//! Scoped ownership of a staged template set

use std::path::PathBuf;

use tracing::warn;

use crate::error::Result;
use crate::template::{BuildTarget, TemplateEngine};

/// A staged template set that is restored when it goes out of scope
///
/// ```ignore
/// let tree = StagedTree::stage(&engine, targets)?;
/// // build against the staged files...
/// tree.restore()?; // or dropped: restore happens automatically
/// ```
#[derive(Debug)]
pub struct StagedTree {
    targets: Vec<BuildTarget>,
    journal_path: PathBuf,
    restored: bool,
}

impl StagedTree {
    /// Stage `targets`; on error nothing is left staged
    pub fn stage(engine: &TemplateEngine, mut targets: Vec<BuildTarget>) -> Result<Self> {
        engine.stage(&mut targets)?;
        Ok(Self {
            targets,
            journal_path: engine.journal_path(),
            restored: false,
        })
    }

    pub fn targets(&self) -> &[BuildTarget] {
        &self.targets
    }

    /// Restore now, surfacing any error to the caller
    pub fn restore(mut self) -> Result<usize> {
        self.restored = true;
        super::restore(&mut self.targets, &self.journal_path)
    }
}

impl Drop for StagedTree {
    fn drop(&mut self) {
        if !self.restored {
            if let Err(e) = super::restore(&mut self.targets, &self.journal_path) {
                warn!("Failed to restore templates: {e}");
                eprintln!("Warning: Failed to restore templates: {e}");
            }
        }
    }
}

**Task prompt:** Copy out the whole listing exactly.

**Expected output:**
//! Scoped ownership of a staged template set

use std::path::PathBuf;

use tracing::warn;

use crate::error::Result;
use crate::template::{BuildTarget, TemplateEngine};

/// A staged template set that is restored when it goes out of scope
///
/// ```ignore
/// let tree = StagedTree::stage(&engine, targets)?;
/// // build against the staged files...
/// tree.restore()?; // or dropped: restore happens automatically
/// ```
#[derive(Debug)]
pub struct StagedTree {
    targets: Vec<BuildTarget>,
    journal_path: PathBuf,
    restored: bool,
}

impl StagedTree {
    /// Stage `targets`; on error nothing is left staged
    pub fn stage(engine: &TemplateEngine, mut targets: Vec<BuildTarget>) -> Result<Self> {
        engine.stage(&mut targets)?;
        Ok(Self {
            targets,
            journal_path: engine.journal_path(),
            restored: false,
        })
    }

    pub fn targets(&self) -> &[BuildTarget] {
        &self.targets
    }

    /// Restore now, surfacing any error to the caller
    pub fn restore(mut self) -> Result<usize> {
        self.restored = true;
        super::restore(&mut self.targets, &self.journal_path)
    }
}

impl Drop for StagedTree {
    fn drop(&mut self) {
        if !self.restored {
            if let Err(e) = super::restore(&mut self.targets, &self.journal_path) {
                warn!("Failed to restore templates: {e}");
                eprintln!("Warning: Failed to restore templates: {e}");
            }
        }
    }
}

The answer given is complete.